Esta manhã, em comunicado, o PSD condenou a decisão da Rússia em reconhecer a independência das autoproclamadas Repúblicas Populares de Donetsk e Lugansk. O partido liderado por Rui Rio disse tratar-se de uma “violação do direito internacional, dos acordos de Minsk e do princípio do respeito pela integridade territorial dos Estados”.

“Nenhuma ordem internacional pode subsistir quando os Estados se sentem livres para colocar em causa a soberania de outros Estados e para alterar as fronteiras pela força”, pode ler-se na nota, em que o PSD realçou também a defesa da diplomacia e a “solução pacífica dos conflitos”.

“É preciso evitar uma ainda maior escalada da situação, mas a comunidade internacional tem de deixar bem claro que há punições para que quem não cumpre as normas e as leis internacionais”, referiu ainda o PSD, concordando com a decisão da UE de “impor novas sanções à Rússia”.

Para a Iniciativa Liberal está em causa um “momento em que não podem existir hesitações” pelo facto de a Rússia estar a procurar “uma agressão territorial imperialista de grande escala com justificações étnicas/racistas”.

“Os governantes russos têm medo da democracia liberal a crescer às suas portas. (…) A agressão expansionista é uma tentativa desesperada dos governantes de um Estado em declínio manterem-se no poder.
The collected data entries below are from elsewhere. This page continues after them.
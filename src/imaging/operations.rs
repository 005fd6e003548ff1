//! High-level pixel operations.
//!
//! These functions combine the pure [`calculations`](super::calculations)
//! with `image::imageops`. They take and return owned buffers; nothing here
//! touches the filesystem or a codec.

use super::PixelBuffer;
use super::calculations::{
    GD_TRANSPARENT, ResizePlan, from_gd_alpha, plan_resize, scaled_gd_alpha, to_gd_alpha,
};
use super::params::Dimensions;
use image::imageops::{self, FilterType};
use image::{Rgba, Rgba32FImage};

/// Scale and crop `source` so it exactly fills `target`.
///
/// Returns the plan that was executed, or `None` when the source already has
/// the target size and is returned untouched.
pub fn resize_and_crop(
    source: PixelBuffer,
    target: Dimensions,
) -> (PixelBuffer, Option<ResizePlan>) {
    if source.dimensions() == target.as_tuple() {
        return (source, None);
    }

    let plan = plan_resize(source.dimensions(), target.as_tuple());
    let resized = imageops::resize(
        &source,
        plan.resized_width,
        plan.resized_height,
        FilterType::Lanczos3,
    );
    drop(source);

    let cropped = imageops::crop_imm(
        &resized,
        plan.crop_x,
        plan.crop_y,
        target.width,
        target.height,
    )
    .to_image();
    (cropped, Some(plan))
}

/// Lanczos3 resample of `buffer` to `width` x `height`, weighting each
/// sample by its alpha.
///
/// Colour under fully transparent pixels does not leak into visible edges,
/// and ringing is clamped back into range.
pub fn resize_premultiplied(buffer: &PixelBuffer, width: u32, height: u32) -> PixelBuffer {
    let premultiplied = Rgba32FImage::from_fn(buffer.width(), buffer.height(), |x, y| {
        let [r, g, b, a] = buffer.get_pixel(x, y).0.map(|c| f32::from(c) / 255.0);
        Rgba([r * a, g * a, b * a, a])
    });
    let resized = imageops::resize(&premultiplied, width, height, FilterType::Lanczos3);

    let to_u8 = |v: f32| (v.clamp(0.0, 1.0) * 255.0).round() as u8;
    PixelBuffer::from_fn(width, height, |x, y| {
        let [r, g, b, a] = resized.get_pixel(x, y).0;
        let alpha = to_u8(a);
        if alpha == 0 {
            return Rgba([0, 0, 0, 0]);
        }
        Rgba([to_u8(r / a), to_u8(g / a), to_u8(b / a), alpha])
    })
}

/// Most opaque alpha present in `buffer`, on the 7-bit scale.
///
/// An empty or fully transparent buffer yields [`GD_TRANSPARENT`].
pub fn min_gd_alpha(buffer: &PixelBuffer) -> u8 {
    buffer
        .pixels()
        .map(|p| to_gd_alpha(p[3]))
        .min()
        .unwrap_or(GD_TRANSPARENT)
}

/// Copy of `watermark` with every pixel's alpha rescaled for `opacity_percent`.
///
/// Colour channels are copied as-is. The input is left untouched.
pub fn apply_opacity(watermark: &PixelBuffer, opacity_percent: u32) -> PixelBuffer {
    let min_alpha = min_gd_alpha(watermark);
    let mut adjusted = watermark.clone();
    for pixel in adjusted.pixels_mut() {
        let gd_alpha = scaled_gd_alpha(to_gd_alpha(pixel[3]), min_alpha, opacity_percent);
        pixel[3] = from_gd_alpha(gd_alpha);
    }
    adjusted
}

#[cfg(test)]
mod tests {
    use super::*;

    fn gradient(width: u32, height: u32) -> PixelBuffer {
        PixelBuffer::from_fn(width, height, |x, y| {
            Rgba([(x % 256) as u8, (y % 256) as u8, 128, 255])
        })
    }

    // =========================================================================
    // resize_and_crop tests
    // =========================================================================

    #[test]
    fn exact_size_is_returned_unchanged() {
        let source = gradient(200, 150);
        let (result, plan) = resize_and_crop(source.clone(), Dimensions::new(200, 150));
        assert!(plan.is_none());
        assert_eq!(result, source);
    }

    #[test]
    fn landscape_source_fills_target_exactly() {
        let (result, plan) = resize_and_crop(gradient(800, 400), Dimensions::new(200, 150));
        assert_eq!(result.dimensions(), (200, 150));
        assert_eq!(plan.map(|p| p.crop_x), Some(50));
    }

    #[test]
    fn portrait_source_fills_target_exactly() {
        let (result, _) = resize_and_crop(gradient(300, 600), Dimensions::new(150, 260));
        assert_eq!(result.dimensions(), (150, 260));
    }

    #[test]
    fn upscaling_small_source() {
        let (result, _) = resize_and_crop(gradient(10, 10), Dimensions::new(200, 150));
        assert_eq!(result.dimensions(), (200, 150));
    }

    #[test]
    fn crop_is_centered() {
        // Left third red, middle blue, right third red; the square crop
        // of a 3:1 source keeps only the middle
        let source = PixelBuffer::from_fn(300, 100, |x, _| {
            if (100..200).contains(&x) {
                Rgba([0, 0, 255, 255])
            } else {
                Rgba([255, 0, 0, 255])
            }
        });
        let (result, _) = resize_and_crop(source, Dimensions::new(50, 50));
        let center = result.get_pixel(25, 25);
        assert!(center[2] > 200 && center[0] < 50, "{center:?}");
    }

    // =========================================================================
    // resize_premultiplied tests
    // =========================================================================

    #[test]
    fn transparent_colour_does_not_bleed_into_edges() {
        // Opaque red left half, fully transparent green right half
        let source = PixelBuffer::from_fn(16, 16, |x, _| {
            if x < 8 {
                Rgba([255, 0, 0, 255])
            } else {
                Rgba([0, 255, 0, 0])
            }
        });
        let result = resize_premultiplied(&source, 6, 6);

        assert_eq!(result.dimensions(), (6, 6));
        for pixel in result.pixels() {
            assert_eq!(pixel[1], 0, "{pixel:?}");
        }
        assert!(result.get_pixel(0, 3)[3] > 200);
        assert!(result.get_pixel(5, 3)[3] < 55);
    }

    #[test]
    fn uniform_opaque_buffer_resamples_unchanged() {
        let source = PixelBuffer::from_pixel(64, 64, Rgba([10, 20, 30, 255]));
        let result = resize_premultiplied(&source, 4, 4);
        assert_eq!(result, PixelBuffer::from_pixel(4, 4, Rgba([10, 20, 30, 255])));
    }

    // =========================================================================
    // Opacity tests
    // =========================================================================

    #[test]
    fn full_opacity_keeps_opaque_watermark_opaque() {
        let watermark = PixelBuffer::from_pixel(4, 4, Rgba([9, 8, 7, 255]));
        let adjusted = apply_opacity(&watermark, 100);
        assert_eq!(adjusted, watermark);
    }

    #[test]
    fn opacity_never_mutates_the_input() {
        let watermark = PixelBuffer::from_pixel(2, 2, Rgba([9, 8, 7, 255]));
        let before = watermark.clone();
        let adjusted = apply_opacity(&watermark, 30);
        assert_eq!(watermark, before);
        assert!(adjusted.get_pixel(0, 0)[3] < 255);
        assert_eq!(adjusted.get_pixel(0, 0)[0], 9);
    }

    #[test]
    fn fully_transparent_watermark_stays_transparent() {
        let watermark = PixelBuffer::from_pixel(3, 3, Rgba([1, 2, 3, 0]));
        let adjusted = apply_opacity(&watermark, 75);
        assert!(adjusted.pixels().all(|p| p[3] == 0));
    }

    #[test]
    fn most_opaque_pixel_reaches_requested_opacity() {
        let mut watermark = PixelBuffer::from_pixel(2, 1, Rgba([0, 0, 0, 0]));
        watermark.put_pixel(0, 0, Rgba([0, 0, 0, 255]));
        let adjusted = apply_opacity(&watermark, 75);
        // GD 31 → 8-bit 255 - (62 + 0)
        assert_eq!(adjusted.get_pixel(0, 0)[3], 193);
        assert_eq!(adjusted.get_pixel(1, 0)[3], 0);
    }

    #[test]
    fn min_alpha_of_mixed_buffer() {
        let mut buffer = PixelBuffer::from_pixel(2, 1, Rgba([0, 0, 0, 0]));
        assert_eq!(min_gd_alpha(&buffer), 127);
        buffer.put_pixel(1, 0, Rgba([0, 0, 0, 201]));
        assert_eq!(min_gd_alpha(&buffer), 127 - 100);
    }
}
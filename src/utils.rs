use std::fs;
use std::path::{Path, PathBuf};
use std::time::Instant;

use tracing::{debug, info, warn};
use v4l::{capability::Flags, Device};

use crate::capture::frame::Geometry;
use crate::error::{Error, Result};

/// Frames between two FPS samples
pub const FPS_WINDOW: u32 = 32;

pub const fn align_up(value: u32, align: u32) -> u32 {
    if align <= 1 {
        value
    } else {
        value.div_ceil(align) * align
    }
}

pub const fn align_up_usize(value: usize, align: usize) -> usize {
    if align <= 1 {
        value
    } else {
        value.div_ceil(align) * align
    }
}

/// Find the first node that can stream video capture
pub fn auto_detect_device() -> Result<String> {
    info!("Auto-detecting capture devices...");

    for i in 0..16 {
        let path = format!("/dev/video{}", i);
        if !Path::new(&path).exists() {
            continue;
        }

        if let Ok(dev) = Device::with_path(&path) {
            if let Ok(caps) = dev.query_caps() {
                let capture = caps.capabilities.contains(Flags::VIDEO_CAPTURE)
                    || caps.capabilities.contains(Flags::VIDEO_CAPTURE_MPLANE);
                if capture && caps.capabilities.contains(Flags::STREAMING) {
                    info!("Found capture device: {} - {} ({})", path, caps.card, caps.driver);
                    return Ok(path);
                }
            }
        }
    }

    Err(Error::InvalidState("no suitable capture device found".into()))
}

/// Samples the frame rate once every [`FPS_WINDOW`] frames
#[derive(Debug)]
pub struct FpsMeter {
    frames: u32,
    window_start: Option<Instant>,
    last: f64,
}

impl FpsMeter {
    pub fn new() -> Self {
        Self {
            frames: 0,
            window_start: None,
            last: 0.0,
        }
    }

    /// Count one frame; returns a fresh sample when a window completes.
    pub fn tick(&mut self, now: Instant) -> Option<f64> {
        let start = *self.window_start.get_or_insert(now);
        self.frames += 1;
        if self.frames < FPS_WINDOW {
            return None;
        }
        let elapsed = now.duration_since(start).as_secs_f64();
        self.frames = 0;
        self.window_start = Some(now);
        if elapsed <= 0.0 {
            return None;
        }
        self.last = f64::from(FPS_WINDOW) / elapsed;
        Some(self.last)
    }

    pub fn last(&self) -> f64 {
        self.last
    }
}

impl Default for FpsMeter {
    fn default() -> Self {
        Self::new()
    }
}

/// Writes a bounded number of raw frames to disk for inspection
#[derive(Debug)]
pub struct FrameDumper {
    dir: PathBuf,
    remaining: u32,
    written: u32,
}

impl FrameDumper {
    pub fn new(dir: impl Into<PathBuf>, budget: u32) -> Self {
        Self {
            dir: dir.into(),
            remaining: budget,
            written: 0,
        }
    }

    pub fn is_armed(&self) -> bool {
        self.remaining > 0
    }

    pub fn dump(&mut self, geometry: Geometry, data: &[u8]) -> Option<PathBuf> {
        if self.remaining == 0 {
            return None;
        }
        self.remaining -= 1;
        let path = self.dir.join(format!(
            "hdmirx_dump_{}x{}_{}.yuv",
            geometry.width, geometry.height, self.written
        ));
        self.written += 1;
        match fs::write(&path, data) {
            Ok(()) => {
                debug!("dumped {} bytes to {}", data.len(), path.display());
                Some(path)
            }
            Err(e) => {
                warn!("frame dump to {} failed: {}", path.display(), e);
                None
            }
        }
    }
}

#[cfg(test)]
mod tests {
    use super::*;
    use std::time::Duration;

    #[test]
    fn alignment() {
        assert_eq!(align_up(1920, 64), 1920);
        assert_eq!(align_up(1366, 64), 1408);
        assert_eq!(align_up(7, 1), 7);
        assert_eq!(align_up_usize(4097, 4096), 8192);
    }

    #[test]
    fn fps_is_sampled_every_window() {
        let mut meter = FpsMeter::new();
        let start = Instant::now();
        let mut samples = Vec::new();
        for i in 0..(FPS_WINDOW * 2) {
            let at = start + Duration::from_millis(u64::from(i + 1) * 20);
            if let Some(fps) = meter.tick(at) {
                samples.push(fps);
            }
        }
        assert_eq!(samples.len(), 2);
        assert!((samples[1] - 50.0).abs() < 0.5, "{samples:?}");
    }

    #[test]
    fn dumper_respects_budget() {
        let dir = std::env::temp_dir().join(format!("hdmirx-dump-{}", std::process::id()));
        fs::create_dir_all(&dir).unwrap();
        let mut dumper = FrameDumper::new(&dir, 2);
        let geo = Geometry::new(4, 2);
        assert!(dumper.dump(geo, &[1, 2, 3]).is_some());
        assert!(dumper.dump(geo, &[1, 2, 3]).is_some());
        assert!(dumper.dump(geo, &[1, 2, 3]).is_none());
        assert!(!dumper.is_armed());
        assert!(dir.join("hdmirx_dump_4x2_1.yuv").exists());
        fs::remove_dir_all(&dir).unwrap();
    }
}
A agressão russa é um ataque aos valores da democracia liberal”, escreveu o partido liderado por João Cotrim Figueiredo.

Condenando “as mais recentes violações do Direito Internacional e da soberania da Ucrânia por parte da Rússia” e manifestando “total solidariedade” ao povo ucraniano e aos “40 mil cidadãos ucranianos que residem atualmente em Portugal”, a IL exortou o Governo e todos os partidos a assumirem “uma posição igualmente clara nesta matéria”.

Uma posição idêntica, com um pedido de clareza, tomou o Chega — o partido português que faz parte da família europeia do Partido Identidade e Democracia (ID), em que estão integradas forças políticas alegadamente apoiadas financeiramente pelo regime russo e com ligações a Vladimir Putin, como é o caso da Frente Nacional, de Marine Le Pen, ou da Liga, de Matteo Salvini.

André Ventura, numa declaração enviada aos jornalistas, falou pela primeira vez sobre o conflito e mostrou estar ao lado do bloco ocidental que se tem posicionado a favor da Ucrânia. O líder do Chega pediu que os políticos portugueses apresentem uma “posição clara” relativamente ao conflito e que a União Europeia tome uma “posição firme, conjunta e forte”, considerando que “a atitude da maior parte dos países europeus, incluindo Portugal, tem sido fraca e frouxa”.

“As atitudes da Rússia, que ontem se materializaram em atos concretos de natureza militar e na criação de uma nova narrativa que viola claramente o direito internacional e a soberania de um território, não devem ficar impunes nem devem ser ignorados pelos políticos em toda a Europa”, alertou o líder do Chega, que insta a Rússia a “resolver diplomaticamente a questão com a Ucrânia e parceiros europeus”.

“Não é assim que vamos conseguir resolver o conflito na Ucrânia. Se não conseguirmos transmitir uma mensagem de força, determinação e firmeza por parte da UE este conflito pode escalar e não ter um fim à vista”, acrescentou André Ventura.